===== Data section =====

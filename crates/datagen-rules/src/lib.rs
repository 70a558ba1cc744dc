//! Rule language for computed fields.
//!
//! A computed field is described by ordered lines, each pairing a condition
//! text with an output text:
//!
//! ```yaml
//! conditionals:
//!   "$age<30 & $country=France": young-fr
//!   "$age<30": young
//!   formula: "$age * 2"        # special lines consume the whole line
//!   default: other
//! ```
//!
//! # Architecture
//!
//! ```text
//!   (condition, output) pairs
//!            │  parser::parse_line
//!            ▼
//!     UnboundRuleSet            names only
//!            │  bind(&impl FieldTypes)
//!            ▼
//!         RuleSet               immutable, Send + Sync
//!            │  evaluate(&Row)
//!            ▼
//!         String                first satisfied line's output, or ""
//! ```
//!
//! Rule errors never abort generation. Parse and bind problems turn the line
//! unsatisfiable and are kept as [`RuleError`] diagnostics; evaluation
//! problems are logged and read as `false`, `""` or `"0"`.
//!
//! # Example
//!
//! ```rust
//! use datagen_core::{FieldKind, Row};
//! use datagen_rules::RuleSet;
//! use indexmap::IndexMap;
//!
//! let mut types = IndexMap::new();
//! types.insert("age".to_string(), FieldKind::Integer);
//!
//! let rules = RuleSet::build(
//!     "segment",
//!     [("$age<30", "young"), ("default", "adult")],
//!     &types,
//! );
//! let row = Row::builder(0).field("age", 25).build();
//! assert_eq!(rules.evaluate(&row), "young");
//! ```

pub mod condition;
pub mod error;
pub mod expr;
pub mod formula;
pub mod injection;
pub mod line;
pub mod link;
pub mod operators;
pub mod parser;
pub mod ruleset;

// Re-exports for convenience
pub use condition::{BoundOperand, Condition, Number};
pub use error::{BindError, EvalError, ParseError, RuleError};
pub use formula::{FormulaTemplate, FORMULA_FALLBACK};
pub use injection::{Fragment, Injection};
pub use line::{Line, LineKind};
pub use link::{Link, LinkPath};
pub use operators::{CompareOp, LogicalOp};
pub use parser::{Atom, Operand, UnboundLine};
pub use ruleset::{RuleSet, UnboundEntry, UnboundRuleSet};
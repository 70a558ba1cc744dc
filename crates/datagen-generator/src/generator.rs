//! Main data generator for producing rows of a bound model.

use crate::model::BoundModel;
use datagen_core::Row;
use rand::rngs::StdRng;
use rand::{Rng, SeedableRng};
use std::iter::FusedIterator;
use std::sync::Arc;
use tracing::info;

/// Compute the RNG seed for a specific global row index.
///
/// This allows jumping to any index while maintaining determinism.
pub fn seed_for_index(base_seed: u64, index: u64) -> u64 {
    base_seed.wrapping_add(index.wrapping_mul(0x9E3779B97F4A7C15))
}

/// Pick the base seed: explicit seed first, then the model's, then random.
///
/// A random seed is logged so that the run can be reproduced.
pub fn resolve_seed(explicit: Option<u64>, model: &BoundModel) -> u64 {
    if let Some(seed) = explicit.or(model.seed()) {
        return seed;
    }
    let seed = rand::rng().random();
    info!("No seed configured, using random seed {seed}");
    seed
}

/// Data generator that produces deterministic rows.
///
/// The generator uses a seeded random number generator to ensure
/// reproducible results across runs with the same seed and model.
pub struct DataGenerator {
    /// Model defining the fields and their rules
    model: Arc<BoundModel>,
    /// Base seed the RNG was derived from
    seed: u64,
    /// Seeded random number generator for reproducibility
    rng: StdRng,
    /// Current global row index
    index: u64,
}

impl DataGenerator {
    /// Create a new data generator with the given model and seed.
    pub fn new(model: Arc<BoundModel>, seed: u64) -> Self {
        Self {
            model,
            seed,
            rng: StdRng::seed_from_u64(seed),
            index: 0,
        }
    }

    /// Set the starting index for row generation.
    ///
    /// Note: This also re-seeds the RNG from the base seed and the index.
    pub fn with_start_index(mut self, index: u64) -> Self {
        self.index = index;
        self.rng = StdRng::seed_from_u64(seed_for_index(self.seed, index));
        self
    }

    /// Get the current row index.
    pub fn current_index(&self) -> u64 {
        self.index
    }

    /// Generate the next row.
    pub fn next_row(&mut self) -> Row {
        let row = self.model.build_row(&mut self.rng, self.index);
        self.index += 1;
        row
    }

    /// Generate multiple rows.
    ///
    /// Returns an iterator that lazily generates rows.
    pub fn rows(&mut self, count: u64) -> RowIterator<'_> {
        RowIterator {
            generator: self,
            remaining: count,
        }
    }

    /// Get a reference to the model.
    pub fn model(&self) -> &BoundModel {
        &self.model
    }
}

/// Iterator that lazily generates rows.
pub struct RowIterator<'a> {
    generator: &'a mut DataGenerator,
    remaining: u64,
}

impl Iterator for RowIterator<'_> {
    type Item = Row;

    fn next(&mut self) -> Option<Self::Item> {
        if self.remaining == 0 {
            return None;
        }
        self.remaining -= 1;
        Some(self.generator.next_row())
    }

    fn size_hint(&self) -> (usize, Option<usize>) {
        match usize::try_from(self.remaining) {
            Ok(remaining) => (remaining, Some(remaining)),
            Err(_) => (usize::MAX, None),
        }
    }
}

impl FusedIterator for RowIterator<'_> {}
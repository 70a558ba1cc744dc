//! Row generation for datagen models.
//!
//! This crate binds a [`ModelDefinition`](datagen_core::ModelDefinition)
//! into a [`BoundModel`] and produces rows from it, either one at a time with
//! [`DataGenerator`] or in parallel batches with [`BatchScheduler`].
//!
//! # Architecture
//!
//! ```text
//! ModelDefinition (YAML)
//!        │  BoundModel::bind
//!        ▼
//! ┌──────────────────────────┐
//! │        BoundModel        │
//! │                          │
//! │  random:   FieldGenerator│
//! │  computed: RuleSet       │
//! │            ValueCaster   │
//! └────────────┬─────────────┘
//!              │ Arc, shared read-only
//!      ┌───────┴────────┐
//!      ▼                ▼
//! DataGenerator    BatchScheduler ── worker threads, one DataGenerator each
//!      │                │
//!      ▼                ▼
//!     Row           BatchResult { rows, cancelled }
//! ```
//!
//! # Example
//!
//! ```rust
//! use datagen_generator::{BatchScheduler, BoundModel};
//! use std::sync::Arc;
//!
//! let model = BoundModel::from_yaml(r#"
//! fields:
//!   - name: age
//!     type: integer
//!     min: 18
//!     max: 90
//!   - name: segment
//!     type: string
//!     conditionals:
//!       "$age<30": young
//!       default: adult
//! "#).unwrap();
//!
//! let result = BatchScheduler::new(Arc::new(model), 42).generate(100, 4).unwrap();
//! assert_eq!(result.rows.len(), 100);
//! ```
//!
//! # Field types
//!
//! - `string`, `string_az` - random alphanumerics / uppercase letters of `length`
//! - `integer`, `long`, `float` - uniform in `[min, max]`
//! - `increment_integer`, `increment_long` - `min` plus the global row index
//! - `boolean`, `uuid`, `ip`
//! - `timestamp` - current time in epoch milliseconds
//! - `birthdate` - date between `min_date` and `max_date`
//! - `email`, `phone`, `country`, `city`, `name` - built-in dictionaries
//! - `csv` - records of an external CSV file

pub mod cast;
pub mod dictionary;
pub mod error;
pub mod generator;
pub mod generators;
pub mod model;
pub mod scheduler;

// Re-exports for convenience
pub use cast::ValueCaster;
pub use error::GeneratorError;
pub use generator::{resolve_seed, seed_for_index, DataGenerator, RowIterator};
pub use generators::FieldGenerator;
pub use model::{BoundModel, ComputedField, RandomField};
pub use scheduler::{partition, BatchResult, BatchScheduler, CancellationFlag};
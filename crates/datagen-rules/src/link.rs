//! Link lines: read an attribute of another field's structured value.

use crate::error::{BindError, EvalError, ParseError};
use datagen_core::{City, FieldKind, FieldTypes, FieldValue, PersonName, Row};
use tracing::warn;

/// A parsed `target.attribute` path, before the target's kind is known.
#[derive(Debug, Clone, PartialEq, Eq)]
pub struct LinkPath {
    pub target: String,
    pub attribute: String,
}

impl LinkPath {
    /// Parse `$target.attribute`. Sigils are ignored; the attribute is
    /// everything after the first dot.
    pub fn parse(text: &str) -> Result<Self, ParseError> {
        let cleaned: String = text.chars().filter(|c| *c != '$').collect();
        let malformed = || ParseError::MalformedLink(text.to_string());
        let (target, attribute) = cleaned.trim().split_once('.').ok_or_else(malformed)?;
        if target.is_empty() || attribute.is_empty() {
            return Err(malformed());
        }
        Ok(Self {
            target: target.to_string(),
            attribute: attribute.to_string(),
        })
    }

    /// Resolve the target's kind.
    ///
    /// The link is always returned. When binding fails it carries no kind
    /// and evaluates to an empty string; the error is returned alongside.
    pub fn bind(self, types: &impl FieldTypes) -> (Link, Option<BindError>) {
        let kind = types.field_kind(&self.target);
        let error = match kind {
            None => Some(BindError::UnknownColumn(self.target.clone())),
            Some(kind) if !kind.is_structured() => Some(BindError::NotLinkable(self.target.clone())),
            Some(kind) if !attribute_exists(kind, &self.attribute) => {
                Some(BindError::UnknownAttribute {
                    target: self.target.clone(),
                    kind,
                    attribute: self.attribute.clone(),
                })
            }
            Some(_) => None,
        };
        let target_kind = kind.filter(|k| k.is_structured());
        (
            Link {
                target: self.target,
                attribute: self.attribute,
                target_kind,
            },
            error,
        )
    }
}

/// CSV headers are only known per file, so any attribute may exist.
fn attribute_exists(kind: FieldKind, attribute: &str) -> bool {
    match kind {
        FieldKind::City => City::ATTRIBUTES.contains(&attribute),
        FieldKind::Name => PersonName::ATTRIBUTES.contains(&attribute),
        _ => true,
    }
}

/// A bound link.
#[derive(Debug, Clone, PartialEq, Eq)]
pub struct Link {
    target: String,
    attribute: String,
    /// `None` when the target is unknown or not structured
    target_kind: Option<FieldKind>,
}

impl Link {
    pub fn target(&self) -> &str {
        &self.target
    }

    pub fn attribute(&self) -> &str {
        &self.attribute
    }

    pub fn target_kind(&self) -> Option<FieldKind> {
        self.target_kind
    }

    fn try_evaluate(&self, row: &Row) -> Result<Option<String>, EvalError> {
        let Some(kind) = self.target_kind else {
            return Ok(None);
        };
        let value = row
            .get(&self.target)
            .ok_or_else(|| EvalError::MissingColumn(self.target.clone()))?;
        let attribute = match (kind, value) {
            (FieldKind::City, FieldValue::City(city)) => city.attribute(&self.attribute),
            (FieldKind::Name, FieldValue::Name(name)) => name.attribute(&self.attribute),
            (FieldKind::Csv, FieldValue::Csv(record)) => {
                record.get(&self.attribute).map(Into::into)
            }
            _ => return Err(EvalError::NotStructured(self.target.clone())),
        };
        Ok(attribute.map(|a| a.into_owned()))
    }

    /// Read the attribute from the row; any failure yields `""`.
    pub fn evaluate(&self, row: &Row) -> String {
        match self.try_evaluate(row) {
            Ok(Some(value)) => value,
            Ok(None) => {
                warn!(
                    row = row.index(),
                    "Cannot find attribute '{}' of '{}', returning empty value",
                    self.attribute,
                    self.target
                );
                String::new()
            }
            Err(e) => {
                warn!(row = row.index(), "Cannot evaluate link, returning empty value: {e}");
                String::new()
            }
        }
    }
}

#[cfg(test)]
mod tests {
    use super::*;
    use indexmap::IndexMap;

    fn types() -> IndexMap<String, FieldKind> {
        let mut types = IndexMap::new();
        types.insert("city".to_string(), FieldKind::City);
        types.insert("first".to_string(), FieldKind::Name);
        types.insert("product".to_string(), FieldKind::Csv);
        types.insert("age".to_string(), FieldKind::Integer);
        types
    }

    fn row() -> Row {
        let mut columns = IndexMap::new();
        columns.insert("sku".to_string(), "A-1".to_string());
        Row::builder(3)
            .field(
                "city",
                City {
                    name: "Lyon".to_string(),
                    latitude: "45.75".to_string(),
                    longitude: "4.85".to_string(),
                    country: "France".to_string(),
                    population: 513_000,
                },
            )
            .field(
                "first",
                PersonName {
                    first_name: "Ann".to_string(),
                    country: "USA".to_string(),
                    male: false,
                    female: true,
                    unisex: false,
                },
            )
            .field(
                "product",
                datagen_core::CsvRecord::new("sku", columns),
            )
            .field("age", 30)
            .build()
    }

    fn link(text: &str) -> (Link, Option<BindError>) {
        LinkPath::parse(text).unwrap().bind(&types())
    }

    #[test]
    fn test_parse() {
        assert_eq!(
            LinkPath::parse("$city.lat").unwrap(),
            LinkPath {
                target: "city".to_string(),
                attribute: "lat".to_string()
            }
        );
        assert!(LinkPath::parse("city").is_err());
        assert!(LinkPath::parse("$city.").is_err());
        assert!(LinkPath::parse(".lat").is_err());
    }

    #[test]
    fn test_city_latitude() {
        let (link, error) = link("$city.lat");
        assert!(error.is_none());
        assert_eq!(link.target_kind(), Some(FieldKind::City));
        assert_eq!(link.evaluate(&row()), "45.75");
    }

    #[test]
    fn test_unknown_attribute_is_empty() {
        let (link, error) = link("$city.altitude");
        assert!(matches!(error, Some(BindError::UnknownAttribute { .. })));
        assert_eq!(link.evaluate(&row()), "");
    }

    #[test]
    fn test_name_and_csv_attributes() {
        assert_eq!(link("$first.sex").0.evaluate(&row()), "FEMALE");
        assert_eq!(link("$product.sku").0.evaluate(&row()), "A-1");
        assert_eq!(link("$product.price").0.evaluate(&row()), "");
    }

    #[test]
    fn test_unbindable_targets() {
        let (unknown, error) = link("$nope.lat");
        assert_eq!(error, Some(BindError::UnknownColumn("nope".to_string())));
        assert_eq!(unknown.evaluate(&row()), "");

        let (scalar, error) = link("$age.lat");
        assert_eq!(error, Some(BindError::NotLinkable("age".to_string())));
        assert_eq!(scalar.target_kind(), None);
        assert_eq!(scalar.evaluate(&row()), "");
    }

    #[test]
    fn test_value_of_wrong_shape_is_empty() {
        let (link, _) = link("$city.lat");
        let row = Row::builder(0).field("city", "Paris").build();
        assert_eq!(link.evaluate(&row), "");
    }
}
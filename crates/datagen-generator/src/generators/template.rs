//! Text built from a character-class template (`string_regex` fields).
//!
//! A template is literal text with groups of the form `[choices]{count}`.
//! Each group emits `count` picks from its choices. Choices are ranges
//! such as `a-z` or `0-9`, or comma separated tokens that may be longer
//! than one character.
//!
//! ```text
//!   "[A-Z]{2}-[0-9]{3}"      -> "QX-042"
//!   "[red,green]{1}_[a-c]{2}" -> "green_ca"
//! ```

use crate::error::GeneratorError;
use rand::Rng;
use regex::Regex;
use tracing::debug;

/// Characters a range walks through, in order.
const RANGE_ALPHABET: &str = "abcdefghijklmnopqrstuvwxyzABCDEFGHIJKLMNOPQRSTUVWXYZ0123456789";

const GROUP: &str = r"\[([^\]]*)\]\{([0-9]*)\}";
const RANGE: &str = r"[A-Za-z0-9]-[A-Za-z0-9]";

#[derive(Debug, Clone, PartialEq)]
enum Part {
    Literal(String),
    Choice { choices: Vec<String>, count: usize },
}

/// A parsed `string_regex` template.
#[derive(Debug, Clone, PartialEq)]
pub struct CharTemplate {
    parts: Vec<Part>,
}

impl CharTemplate {
    pub fn parse(field: &str, template: &str) -> Result<Self, GeneratorError> {
        let invalid = |reason: String| GeneratorError::InvalidTemplate {
            field: field.to_string(),
            template: template.to_string(),
            reason,
        };
        let group = Regex::new(GROUP).map_err(|e| invalid(e.to_string()))?;
        let range = Regex::new(RANGE).map_err(|e| invalid(e.to_string()))?;

        let mut parts = Vec::new();
        let mut cursor = 0;
        for captures in group.captures_iter(template) {
            let (Some(whole), Some(set), Some(count)) =
                (captures.get(0), captures.get(1), captures.get(2))
            else {
                continue;
            };
            if cursor < whole.start() {
                parts.push(Part::Literal(template[cursor..whole.start()].to_string()));
            }
            let count = count.as_str().parse::<usize>().map_err(|_| {
                invalid(format!("group '{}' has no repeat count", whole.as_str()))
            })?;
            let choices = expand_choices(&range, set.as_str());
            if choices.is_empty() {
                return Err(invalid(format!("group '{}' has no choices", whole.as_str())));
            }
            debug!(
                "Field '{field}': group {} repeats {count} time(s) over {} choice(s)",
                whole.as_str(),
                choices.len()
            );
            parts.push(Part::Choice { choices, count });
            cursor = whole.end();
        }
        if cursor < template.len() {
            parts.push(Part::Literal(template[cursor..].to_string()));
        }
        Ok(Self { parts })
    }

    pub fn generate<R: Rng>(&self, rng: &mut R) -> String {
        let mut text = String::new();
        for part in &self.parts {
            match part {
                Part::Literal(literal) => text.push_str(literal),
                Part::Choice { choices, count } => {
                    for _ in 0..*count {
                        text.push_str(&choices[rng.random_range(0..choices.len())]);
                    }
                }
            }
        }
        text
    }
}

/// Ranges first, in order of appearance, then the comma separated tokens
/// left once ranges are removed.
fn expand_choices(range: &Regex, set: &str) -> Vec<String> {
    let mut choices = Vec::new();
    for found in range.find_iter(set) {
        let mut ends = found.as_str().chars();
        let (Some(first), Some(last)) = (ends.next(), ends.next_back()) else {
            continue;
        };
        let (Some(from), Some(to)) = (RANGE_ALPHABET.find(first), RANGE_ALPHABET.find(last))
        else {
            continue;
        };
        if from <= to {
            choices.extend(RANGE_ALPHABET[from..=to].chars().map(String::from));
        }
    }
    let rest = range.replace_all(set, "");
    choices.extend(
        rest.split(',')
            .filter(|token| !token.is_empty())
            .map(str::to_string),
    );
    choices
}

=====

Wherever the word "France" occurs in a line of the listing, copy that line.

:: Expected answer ::
//!   "$age<30 & $country=France": young-fr
                    country: "France".to_string(),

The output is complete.